US commitments to the security of Israel should enhance – not constrain – Israel’s independence of action. US commitments to the security of Israel should upgrade Israel’s role as a national security producer for the US – a major strategic ally. They should not relegate Israel to a national security-consumer – a client state.
Allowing US security commitments to supersede Israel’s independence of action could subject Israel to lethal cost, as experienced in the 1973 Yom Kippur War. Then Prime Minister Golda Meir was overly concerned about the White House attitude towards Israel.

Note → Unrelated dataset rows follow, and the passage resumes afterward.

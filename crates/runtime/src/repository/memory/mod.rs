//! In-memory repository implementations for testing and development.

mod profile;

pub use profile::InMemoryProfileRepository;
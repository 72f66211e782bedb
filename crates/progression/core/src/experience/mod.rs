//! Stimulus types and the stimulus-to-experience calculator.
mod calculator;
mod entity;
mod material;
pub mod tables;

pub use calculator::ExperienceCalculator;
pub use entity::EntityKind;
pub use material::{ItemStack, Material, TradeOffer};
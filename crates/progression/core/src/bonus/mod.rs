//! Level-derived bonuses: drop chances, damage and cost modifiers.
mod kind;
mod manager;

pub use kind::BonusKind;
pub use manager::BonusManager;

Therefore, she refrained from preempting the Egypt-Syria military assault, thus afflicting Israel with near destruction – a trauma that still haunts the Jewish State.

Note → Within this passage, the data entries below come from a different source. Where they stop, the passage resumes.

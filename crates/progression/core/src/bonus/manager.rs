use std::sync::Arc;

use super::BonusKind;
use crate::env::{ConfigOracle, RandomSource};
use crate::experience::{Material, tables};

/// Resolves level-derived bonuses.
///
/// `total = level * rate`, clamped to [`BonusKind::cap`]. Chance bonuses draw
/// `r` in `[0, 100)` from the shared random source and trigger iff `r < total`.
/// With bonuses disabled every method returns its neutral value and the
/// random source is left untouched.
#[derive(Clone)]
pub struct BonusManager {
    config: Arc<dyn ConfigOracle>,
    rng: Arc<dyn RandomSource>,
}

impl BonusManager {
    pub fn new(config: Arc<dyn ConfigOracle>, rng: Arc<dyn RandomSource>) -> Self {
        Self { config, rng }
    }

    pub fn enabled(&self) -> bool {
        self.config.bonuses_enabled()
    }

    /// Accumulated bonus in percent for a skill at `level`.
    pub fn total_bonus(&self, bonus: BonusKind, level: u32) -> f64 {
        let total = f64::from(level) * self.config.bonus_rate(bonus);
        match bonus.cap() {
            Some(cap) => total.min(cap),
            None => total,
        }
    }

    fn roll(&self, bonus: BonusKind, level: u32) -> bool {
        let chance = self.total_bonus(bonus, level);
        self.rng.roll_percent() < chance
    }

    /// Extra copy of the mined block, if the double-drop roll succeeds.
    pub fn mining_extra_drop(&self, level: u32, block: Material) -> Option<Material> {
        if !self.enabled() {
            return None;
        }
        self.roll(BonusKind::MiningDoubleDrop, level)
            .then_some(block)
    }

    /// Extra copy of the felled log, if the double-drop roll succeeds.
    pub fn woodcutting_extra_drop(&self, level: u32, block: Material) -> Option<Material> {
        if !self.enabled() {
            return None;
        }
        self.roll(BonusKind::WoodcuttingDoubleDrop, level)
            .then_some(block)
    }

    /// Extra crop item, if the roll succeeds and the block has a known drop.
    pub fn farming_extra_crop(&self, level: u32, crop: Material) -> Option<Material> {
        if !self.enabled() {
            return None;
        }
        if self.roll(BonusKind::FarmingDoubleCrop, level) {
            crop.crop_drop()
        } else {
            None
        }
    }

    /// Item the player receives for a catch; may be upgraded to treasure.
    ///
    /// An absent catch stays absent. The treasure is picked with a second
    /// draw from the same source.
    pub fn fishing_catch(&self, level: u32, caught: Option<Material>) -> Option<Material> {
        if !self.enabled() || caught.is_none() {
            return caught;
        }
        if self.roll(BonusKind::FishingTreasure, level) {
            let index = self.rng.index(tables::TREASURE.len());
            return Some(tables::TREASURE[index]);
        }
        caught
    }

    /// Damage multiplier, `1 + total/100`. Uncapped.
    pub fn combat_damage_multiplier(&self, level: u32) -> f64 {
        if !self.enabled() {
            return 1.0;
        }
        1.0 + self.total_bonus(BonusKind::CombatDamage, level) / 100.0
    }

    /// Reduced enchantment cost, rounded down, never below 1.
    pub fn enchanting_cost(&self, level: u32, base_cost: u32) -> u32 {
        if !self.enabled() {
            return base_cost;
        }
        let reduction = self.total_bonus(BonusKind::EnchantingCostReduction, level);
        let reduced = (f64::from(base_cost) * (1.0 - reduction / 100.0)) as u32;
        reduced.max(1)
    }

    /// Price multiplier, `1 - total/100`.
    pub fn trading_discount(&self, level: u32) -> f64 {
        if !self.enabled() {
            return 1.0;
        }
        1.0 - self.total_bonus(BonusKind::TradingDiscount, level) / 100.0
    }
}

Preferring US security commitments over Israel’s independence of action, would deny the US major strategic benefits such as the destruction of Iraq’s nuclear reactor in 1981. Israel’s defiant unilateral action relieved Saudi Arabia, Kuwait and other pro-US Gulf States from the deadly Saddam-threat. It spared the US a nuclear confrontation with Iraq in 1991.
Subordinating Israel’s independence of action to US security commitments would ignore recent lessons; would disregard the inherent limitations to US security commitments; and could lead to Israel’s erosion of sovereignty and posture of deterrence and to its eventual destruction.

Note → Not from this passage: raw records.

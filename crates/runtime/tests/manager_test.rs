use std::collections::HashSet;
use std::sync::atomic::{AtomicU32, Ordering};
use std::sync::mpsc::{self, Receiver, Sender};
use std::sync::{Arc, Barrier, Mutex};
use std::thread;
use std::time::Duration;

use progression_core::{LevelFormula, PlayerId, Skill, SkillKind, SkillProfile};
use runtime::repository::Result;
use runtime::{
    InMemoryProfileRepository, PlayerDataManager, ProfileRepository, RepositoryError,
    RetryPolicy, SaveMetrics, SaveReport, save_with_retry,
};
use tokio::runtime::Handle;

fn formula() -> LevelFormula {
    LevelFormula::new(100.0, 1.25).unwrap()
}

fn no_backoff() -> RetryPolicy {
    RetryPolicy::new(3, Duration::ZERO)
}

/// Fails the first `failures` saves, then delegates to an in-memory store.
/// Saves of players in `always_fail` never succeed.
#[derive(Default)]
struct FlakyRepository {
    inner: InMemoryProfileRepository,
    failures: AtomicU32,
    always_fail: HashSet<PlayerId>,
    save_calls: AtomicU32,
    load_calls: AtomicU32,
    broken_loads: bool,
}

impl FlakyRepository {
    fn failing(times: u32) -> Self {
        Self {
            failures: AtomicU32::new(times),
            ..Self::default()
        }
    }

    fn save_calls(&self) -> u32 {
        self.save_calls.load(Ordering::SeqCst)
    }

    fn load_calls(&self) -> u32 {
        self.load_calls.load(Ordering::SeqCst)
    }
}

impl ProfileRepository for FlakyRepository {
    fn save(&self, player: &PlayerId, profile: &SkillProfile) -> Result<()> {
        self.save_calls.fetch_add(1, Ordering::SeqCst);
        if self.always_fail.contains(player) {
            return Err(RepositoryError::Io(std::io::Error::other("disk full")));
        }
        let remaining = self.failures.load(Ordering::SeqCst);
        if remaining > 0 {
            self.failures.store(remaining - 1, Ordering::SeqCst);
            return Err(RepositoryError::Io(std::io::Error::other("transient")));
        }
        self.inner.save(player, profile)
    }

    fn load(&self, player: &PlayerId) -> Result<Option<SkillProfile>> {
        self.load_calls.fetch_add(1, Ordering::SeqCst);
        if self.broken_loads {
            return Err(RepositoryError::CorruptedData("bad record".into()));
        }
        self.inner.load(player)
    }

    fn exists(&self, player: &PlayerId) -> bool {
        self.inner.exists(player)
    }
}

/// Holds every save until the test sends a release.
struct SlowRepository {
    inner: InMemoryProfileRepository,
    release: Mutex<Receiver<()>>,
}

impl SlowRepository {
    fn new() -> (Self, Sender<()>) {
        let (tx, rx) = mpsc::channel();
        let repo = Self {
            inner: InMemoryProfileRepository::new(),
            release: Mutex::new(rx),
        };
        (repo, tx)
    }
}

impl ProfileRepository for SlowRepository {
    fn save(&self, player: &PlayerId, profile: &SkillProfile) -> Result<()> {
        let _ = self.release.lock().unwrap().recv();
        self.inner.save(player, profile)
    }

    fn load(&self, player: &PlayerId) -> Result<Option<SkillProfile>> {
        self.inner.load(player)
    }

    fn exists(&self, player: &PlayerId) -> bool {
        self.inner.exists(player)
    }
}

fn manager(repository: Arc<dyn ProfileRepository>) -> Arc<PlayerDataManager> {
    Arc::new(PlayerDataManager::new(
        repository,
        formula(),
        no_backoff(),
        Handle::current(),
    ))
}

#[test]
fn retry_recovers_after_two_failures() {
    let repo = FlakyRepository::failing(2);
    let player = PlayerId::new_random();
    let profile = SkillProfile::new(player, formula());
    let metrics = SaveMetrics::new();

    assert!(save_with_retry(&repo, &player, &profile, no_backoff(), &metrics));
    assert_eq!(repo.save_calls(), 3);
    assert!(repo.exists(&player));

    let snapshot = metrics.snapshot();
    assert_eq!((snapshot.saved, snapshot.retried, snapshot.failed), (1, 2, 0));
}

#[test]
fn retry_gives_up_after_max_attempts() {
    let repo = FlakyRepository::failing(u32::MAX);
    let player = PlayerId::new_random();
    let profile = SkillProfile::new(player, formula());
    let metrics = SaveMetrics::new();
    let policy = RetryPolicy::new(5, Duration::ZERO);

    assert!(!save_with_retry(&repo, &player, &profile, policy, &metrics));
    assert_eq!(repo.save_calls(), 5);
    assert!(!repo.exists(&player));
    assert_eq!(metrics.snapshot().failed, 1);
}

#[test]
fn backoff_doubles_from_initial_delay() {
    let policy = RetryPolicy::new(4, Duration::from_millis(100));
    assert_eq!(policy.backoff(0), Duration::from_millis(100));
    assert_eq!(policy.backoff(1), Duration::from_millis(200));
    assert_eq!(policy.backoff(2), Duration::from_millis(400));
}

#[tokio::test]
async fn save_all_reports_partial_failure() {
    let broken = PlayerId::new_random();
    let repo = Arc::new(FlakyRepository {
        always_fail: HashSet::from([broken]),
        ..FlakyRepository::default()
    });
    let manager = manager(repo.clone());

    let healthy = [PlayerId::new_random(), PlayerId::new_random()];
    for player in healthy.iter().copied().chain([broken]) {
        manager.award_experience(player, SkillKind::Mining, 10.0);
    }

    let report = manager.save_all_profiles();
    assert_eq!(report, SaveReport { saved: 2, failed: 1 });
    assert!(healthy.iter().all(|player| repo.exists(player)));
    assert!(!repo.exists(&broken));
    assert!(manager.get_profile(broken).lock().is_new());
}

#[tokio::test]
async fn failed_load_falls_back_to_fresh_profile() {
    let repo = Arc::new(FlakyRepository {
        broken_loads: true,
        ..FlakyRepository::default()
    });
    let manager = manager(repo);
    let player = PlayerId::new_random();

    let cached = manager.get_profile(player);
    let profile = cached.lock();
    assert!(profile.is_new());
    assert!(profile.has_all_skills());
    assert_eq!(profile.total_level(), SkillKind::COUNT as u64);
}

#[tokio::test]
async fn existing_record_is_loaded_once() {
    let repo = Arc::new(FlakyRepository::default());
    let player = PlayerId::new_random();
    let mut stored = SkillProfile::new(player, formula());
    stored
        .get_skill_mut(SkillKind::Farming)
        .unwrap()
        .set_level(9);
    repo.save(&player, &stored).unwrap();

    let manager = manager(repo.clone());
    assert!(!manager.on_join(player));
    assert_eq!(
        manager.get_profile(player).lock().get_skill(SkillKind::Farming).unwrap().level(),
        9
    );
    assert_eq!(repo.load_calls(), 1);
}

#[tokio::test(flavor = "multi_thread", worker_threads = 2)]
async fn racing_first_access_loads_once() {
    let repo = Arc::new(FlakyRepository::default());
    let manager = manager(repo.clone());
    let player = PlayerId::new_random();
    let barrier = Barrier::new(8);

    let profiles: Vec<_> = thread::scope(|scope| {
        let handles: Vec<_> = (0..8)
            .map(|_| {
                scope.spawn(|| {
                    barrier.wait();
                    manager.get_profile(player)
                })
            })
            .collect();
        handles.into_iter().map(|h| h.join().unwrap()).collect()
    });

    assert_eq!(repo.load_calls(), 1);
    assert!(profiles.windows(2).all(|pair| Arc::ptr_eq(&pair[0], &pair[1])));
}

#[tokio::test(flavor = "multi_thread", worker_threads = 2)]
async fn concurrent_awards_are_not_lost() {
    let manager = manager(Arc::new(InMemoryProfileRepository::new()));
    let player = PlayerId::new_random();
    const THREADS: usize = 8;
    const AWARDS: usize = 250;

    thread::scope(|scope| {
        for _ in 0..THREADS {
            scope.spawn(|| {
                for _ in 0..AWARDS {
                    manager.award_experience(player, SkillKind::Combat, 1.0);
                }
            });
        }
    });

    let mut expected = Skill::new(SkillKind::Combat, formula());
    for _ in 0..THREADS * AWARDS {
        expected.add_experience(1.0);
    }

    let cached = manager.get_profile(player);
    let profile = cached.lock();
    let combat = profile.get_skill(SkillKind::Combat).unwrap();
    assert_eq!(combat.level(), expected.level());
    assert_eq!(combat.experience(), expected.experience());
}

#[tokio::test]
async fn background_save_persists_current_state() {
    let repo = Arc::new(InMemoryProfileRepository::new());
    let manager = manager(repo.clone());
    let player = PlayerId::new_random();

    manager.award_experience(player, SkillKind::Woodcutting, 150.0);
    let pending = manager.save_profile(player).expect("player is cached");
    assert!(pending.await.unwrap());

    let stored = repo.load(&player).unwrap().unwrap();
    assert_eq!(stored.get_skill(SkillKind::Woodcutting).unwrap().level(), 2);
    assert!(!manager.get_profile(player).lock().is_new());
    assert_eq!(manager.metrics().saved, 1);
}

#[tokio::test]
async fn quit_saves_and_evicts() {
    let repo = Arc::new(InMemoryProfileRepository::new());
    let manager = manager(repo.clone());
    let player = PlayerId::new_random();

    assert!(manager.on_join(player));
    manager.award_experience(player, SkillKind::Trading, 42.0);

    let pending = manager.on_quit(player).expect("save scheduled");
    assert!(pending.await.unwrap());
    assert!(!manager.is_cached(player));

    let stored = repo.load(&player).unwrap().unwrap();
    assert_eq!(stored.get_skill(SkillKind::Trading).unwrap().experience(), 42.0);

    assert!(!manager.on_join(player));
}

#[tokio::test]
async fn quit_keeps_profile_cached_until_saved() {
    let (repo, release) = SlowRepository::new();
    let repo = Arc::new(repo);
    let manager = manager(repo.clone());
    let player = PlayerId::new_random();

    manager.on_join(player);
    manager.award_experience(player, SkillKind::Mining, 10.0);
    let pending = manager.on_quit(player).expect("save scheduled");
    assert!(manager.is_cached(player));

    release.send(()).unwrap();
    assert!(pending.await.unwrap());
    assert!(!manager.is_cached(player));
    assert!(repo.exists(&player));
}

#[tokio::test]
async fn rejoin_during_quit_save_keeps_progress() {
    let (repo, release) = SlowRepository::new();
    let repo = Arc::new(repo);
    let manager = manager(repo.clone());
    let player = PlayerId::new_random();

    manager.on_join(player);
    manager.award_experience(player, SkillKind::Trading, 42.0);
    let pending = manager.on_quit(player).expect("save scheduled");

    // Back before the quit save lands.
    manager.on_join(player);
    manager.award_experience(player, SkillKind::Trading, 8.0);

    release.send(()).unwrap();
    assert!(pending.await.unwrap());
    assert!(manager.is_cached(player));

    let cached = manager.get_profile(player).snapshot();
    assert_eq!(cached.get_skill(SkillKind::Trading).unwrap().experience(), 50.0);

    release.send(()).unwrap();
    assert!(manager.save_profile_sync(player));
    let stored = repo.load(&player).unwrap().unwrap();
    assert_eq!(stored.get_skill(SkillKind::Trading).unwrap().experience(), 50.0);
}

#[tokio::test]
async fn quit_of_unknown_player_schedules_nothing() {
    let manager = manager(Arc::new(InMemoryProfileRepository::new()));
    assert!(manager.on_quit(PlayerId::new_random()).is_none());
    assert!(!manager.remove_from_cache(PlayerId::new_random()));
}

#[tokio::test]
async fn autosave_flushes_cached_profiles() {
    let repo = Arc::new(InMemoryProfileRepository::new());
    let manager = manager(repo.clone());
    let player = PlayerId::new_random();
    manager.award_experience(player, SkillKind::Fishing, 5.0);

    let autosave = manager.spawn_autosave(Duration::from_millis(10));

    let mut saved = false;
    for _ in 0..200 {
        tokio::time::sleep(Duration::from_millis(10)).await;
        if repo.exists(&player) {
            saved = true;
            break;
        }
    }
    autosave.abort();

    assert!(saved, "autosave never wrote the profile");
}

For example, in 1954, the US and Taiwan signed a mutual defense pact, which was ratified by the US Senate. However, on December 15, 1978, President Carter announced that the treaty would be terminated, unilaterally by the US, on January 1, 1980. Carter was not challenged by the Senate. In 1973, the US signed the Paris Peace Accord with South Vietnam and North Vietnam. However, in 1975, the US refused to assist the collapsing South Vietnamese, thus dooming South Vietnam to oblivion.
Once again it was demonstrated that US interests outplay international considerations; that US international commitments are intentionally ambiguous; that they are non-specific and non-automatic; that the US constitution facilitates unilateral reneging on – and nullification of – overseas commitments; and that US compliance with international commitments is at its sole discretion, a function of unpredictable global, regional and domestic interests.
According to international law, international commitments and agreements are legally binding. However, the US subordinates international commitments to the unique features of the US Constitution: separation of powers, checks and balances and the co-determining power of the Legislature. For instance, the Senate is concerned that automatic adherence to international law could inflate the power of the Executive.
Therefore, treaties concluded by US Presidents are not binding unless ratified by two thirds of the Senate. For example, the Senate rejected the Comprehensive Test Ban Treaty, which was signed by President Clinton in 1999. Moreover, executive agreements with foreign countries which are negotiated by presidents, hardly bind the sitting president and certainly not his successors.
From 1950 to 1955, the US promised Israel military systems to deter an Arab offensive. Failure to deliver emboldened Arab terrorism, which led to the 1956 Sinai Campaign.
On February 27, 1957, Israel’s Eban and the US’ Dulles reached an understanding on Israel’s withdrawal from the Sinai Peninsula, including Sharm al-Sheikh, if Israeli passage through the Straits of Tiran was assured. Jerusalem interpreted the understanding as a US commitment to use force to keep the Straits open. However, Washington’s interpretation was that it did not have the right to use force to protect vessels of other flags, which would require Congressional action.
In May, 1967, Egypt blockaded the Straits of Tiran, deployed its military toward Israel and formed a unified command with Syria and Jordan, proclaiming its intent to annihilate Israel. Israel requested US compliance with the 1957 understanding. But, “US intelligence did not expect imminent Arab attack” and President Johnson preferred a multilateral UN-led action, which was not realistic.
President Johnson “emphasized the necessity for Israel not to make itself responsible for the initiation of hostilities. Israel will not be alone unless it decides to go alone.” Secretary of State, Rusk, stated that “if Israel strikes first, it would have to forget the U.S….. Defense Secretary McNamara said that the Israelis would stand alone if they initiated an attack.” The US non-compliance further radicalized Egypt, forcing Israeli preemption – the 1967 Six Day War.
In 1970, the US made a commitment to oppose the deployment of Egyptian missiles towards Sinai. The missiles were deployed, the US reneged and the 1973 war erupted, causing 2,800 Israeli fatalities.
In 1991, Israel agreed to forgo retaliation to Iraqi missile launching. The US promised to dedicate 30% of its air force bombing to missile launchers. However, only 3% was dedicated and no missile launchers were hit.
Israel’s abdication of its inalienable independence of military preemption would amount to learning from history by repeating – and not by avoiding – critical mistakes.